En hombres y mujeres se dan complejos psíquicos y sociales, que se relacionan más con el tipo de educación que se haya tenido junto con las habilidades emocionales o personalidad de cada uno. Si alguien es tímido y no ha estudiado puede sentirse incómodo o fuera de lugar en una reunión de universitarios hablando de sus respectivas carreras … ¡o no y ser el alma de la fiesta!.

¿Pero sabes cuáles son los más frecuentes? Los complejos relativos al físico. Llevados al extremo pueden acabar en la patología denominada Trastorno Dismórfico Corporal.

Complejos Físicos

No estamos contentas con uno o varios aspectos de nuestro cuerpo o aspecto físico. Esta es la larga lista de los complejos más frecuentes:

Peso

Tanto por defecto como por exceso, aunque este último es más frecuente.

Celulitis

Un día te das la vuelta y descubres los hoyitos del pánico y a partir de entonces ¡objetivo taparte el trasero como sea! Pues ¿sabes?, todas tenemos celulitis, todas.

Estrías

Los cambios en la pubertad, en el embarazo y en el peso predisponen a su aparición.

Pecho

Demasiado, demasiado poco o caído. En este caso se recurre con frecuencia a la cirugía.

Acné

Cuando es severo puede ocasionar un verdadero trauma para quien lo padece. Lo mejor es consultar cuanto antes a un dermatólogo.

Vello

El exceso de vello es bastante mal llevado. En ocasiones se trata de Hirsutismo, un trastorno que se debe a una alteración hormonal.

Arrugas

Patas de gallo, código de barras, surco nasogeniano y un sinfín de terminología específica para localizar arrugas. Prevención, retoques estéticos y quirúrgicos o el photoshop son los recursos.

Varices

Pueden llegar a conseguir que no vuelvas a enseñar las piernas pero si no puedes o quieres quitártelas recuerda que también pueden maquillarse.

¿Complejos Sexuales?

En este caso hay una mezcla de complejos físicos e inseguridad psicológica. Producen inhibiciones sexuales y en muchos casos eso que nos preocupa no existe más que en nuestra mente. Surgen ansiedades o complejos de todo tipo que restan capacidad de disfrutar e incluso llevan a evitar tener relaciones. Estamos más pendientes de lo que pensarán de nosotras que de lo que estamos haciendo. Entre otros, mencionar la preocupación por los olores, sabores, no estar a la altura, sonidos y gemidos o aspecto de los genitales. En su aparición juegan un papel muy importante la falta de información sexual y las creencias erróneas.
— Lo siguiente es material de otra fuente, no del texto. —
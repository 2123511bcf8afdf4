//! When condition evaluation
//!
//! Conditions are interpolated when a task instance is planned and evaluated
//! when it is about to run. All conditions of a list must hold.

use crate::config::{When, WhenList};
use crate::error::{ExecutionResult, InterpolationResult};
use crate::runner::{check_command, interpolate, Bindings, Context, Lookup};
use std::env;
use std::fmt;
use std::path::Path;

/// A run condition with its templates interpolated
#[derive(Debug, Clone, PartialEq, Eq)]
pub enum Condition {
    Equal { left: String, right: String },
    NotEqual { left: String, right: String },
    Command(String),
    Exists(String),
    NotExists(String),
    Os(Vec<String>),
    EnvSet(String),
    EnvNotSet(String),
    OptionSet(String),
    OptionNotSet(String),
}

impl fmt::Display for Condition {
    fn fmt(&self, f: &mut fmt::Formatter<'_>) -> fmt::Result {
        match self {
            Condition::Equal { left, right } => write!(f, "'{}' is not equal to '{}'", left, right),
            Condition::NotEqual { left, right } => write!(f, "'{}' is equal to '{}'", left, right),
            Condition::Command(cmd) => write!(f, "command '{}' failed", cmd),
            Condition::Exists(path) => write!(f, "'{}' does not exist", path),
            Condition::NotExists(path) => write!(f, "'{}' exists", path),
            Condition::Os(names) => write!(f, "os is not one of: {}", names.join(", ")),
            Condition::EnvSet(var) => write!(f, "environment variable '{}' is not set", var),
            Condition::EnvNotSet(var) => write!(f, "environment variable '{}' is set", var),
            Condition::OptionSet(name) => write!(f, "option '{}' is not set", name),
            Condition::OptionNotSet(name) => write!(f, "option '{}' is set", name),
        }
    }
}

impl Condition {
    /// Make relative paths absolute against the defining file's directory
    pub fn anchored(self, base: &Path) -> Condition {
        match self {
            Condition::Exists(path) => Condition::Exists(base.join(path).display().to_string()),
            Condition::NotExists(path) => {
                Condition::NotExists(base.join(path).display().to_string())
            }
            other => other,
        }
    }
}

/// Interpolate every field of a `when` mapping
pub fn resolve_when(when: &When, vars: &dyn Lookup) -> InterpolationResult<Vec<Condition>> {
    let mut out = Vec::new();

    if let Some(cmp) = &when.equal {
        out.push(Condition::Equal {
            left: interpolate(&cmp.left, vars)?,
            right: interpolate(&cmp.right, vars)?,
        });
    }
    if let Some(cmp) = &when.not_equal {
        out.push(Condition::NotEqual {
            left: interpolate(&cmp.left, vars)?,
            right: interpolate(&cmp.right, vars)?,
        });
    }
    if let Some(cmd) = &when.command {
        out.push(Condition::Command(interpolate(cmd, vars)?));
    }
    if let Some(path) = &when.exists {
        out.push(Condition::Exists(interpolate(path, vars)?));
    }
    if let Some(path) = &when.not_exists {
        out.push(Condition::NotExists(interpolate(path, vars)?));
    }
    if !when.os.is_empty() {
        let names = when
            .os
            .iter()
            .map(|name| interpolate(name, vars))
            .collect::<InterpolationResult<Vec<_>>>()?;
        out.push(Condition::Os(names));
    }
    if let Some(var) = &when.env_set {
        out.push(Condition::EnvSet(interpolate(var, vars)?));
    }
    if let Some(var) = &when.env_not_set {
        out.push(Condition::EnvNotSet(interpolate(var, vars)?));
    }
    if let Some(name) = &when.option_set {
        out.push(Condition::OptionSet(name.clone()));
    }
    if let Some(name) = &when.option_not_set {
        out.push(Condition::OptionNotSet(name.clone()));
    }

    Ok(out)
}

/// Interpolate a list of `when` mappings into one flat list
pub fn resolve_when_list(list: &WhenList, vars: &dyn Lookup) -> InterpolationResult<Vec<Condition>> {
    let mut out = Vec::new();
    for when in list.iter() {
        out.extend(resolve_when(when, vars)?);
    }
    Ok(out)
}

/// Evaluate a single condition
pub fn evaluate_condition(
    condition: &Condition,
    bindings: &Bindings,
    ctx: &Context,
) -> ExecutionResult<bool> {
    let holds = match condition {
        Condition::Equal { left, right } => left == right,
        Condition::NotEqual { left, right } => left != right,
        Condition::Command(cmd) => check_command(cmd, ctx)?,
        Condition::Exists(path) => ctx.config_dir().join(Path::new(path)).exists(),
        Condition::NotExists(path) => !ctx.config_dir().join(Path::new(path)).exists(),
        Condition::Os(names) => names.iter().any(|name| name == env::consts::OS),
        Condition::EnvSet(var) => ctx.env_var(var).is_some(),
        Condition::EnvNotSet(var) => ctx.env_var(var).is_none(),
        Condition::OptionSet(name) => bindings.is_set(name),
        Condition::OptionNotSet(name) => !bindings.is_set(name),
    };
    Ok(holds)
}

/// The first condition that does not hold
pub fn first_unmet<'a>(
    conditions: &'a [Condition],
    bindings: &Bindings,
    ctx: &Context,
) -> ExecutionResult<Option<&'a Condition>> {
    for condition in conditions {
        if !evaluate_condition(condition, bindings, ctx)? {
            return Ok(Some(condition));
        }
    }
    Ok(None)
}

/// Evaluate a list of conditions (all must be true - AND logic)
pub fn evaluate_conditions(
    conditions: &[Condition],
    bindings: &Bindings,
    ctx: &Context,
) -> ExecutionResult<bool> {
    Ok(first_unmet(conditions, bindings, ctx)?.is_none())
}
¿ De dónde salen estos complejos?

La infancia y adolescencia marcan ya que los cambios físicos y psicológicos nos sorprenden o asustan a veces. Pero puede que si en el colegio o en la pandilla adolescente no nos hubieran colocado etiquetas como “torpe”, “zampona”, “el listo”, “retaco”, “larguirucha”, “pechugona” o “tabla”, ni nos habríamos parado a valorar y comparar ciertos atributos hasta el punto de rechazarnos a nosotros mismos. Una mezcla de influencias interiores y exteriores los refuerzan o crean.

¡Fuera complejos!

Sube tu autoestima y practica pensamiento positivo, ¿ qué tal hacer una lista con todas tus bondades y seguridades?

Y además, ¿sabías que ninguno de esos complejos están en la lista de rasgos que enamoran a los hombres? Sea como sea tu trasero o delantera, ellos se derriten con el sentido del humor o la seguridad en ti misma seas como seas.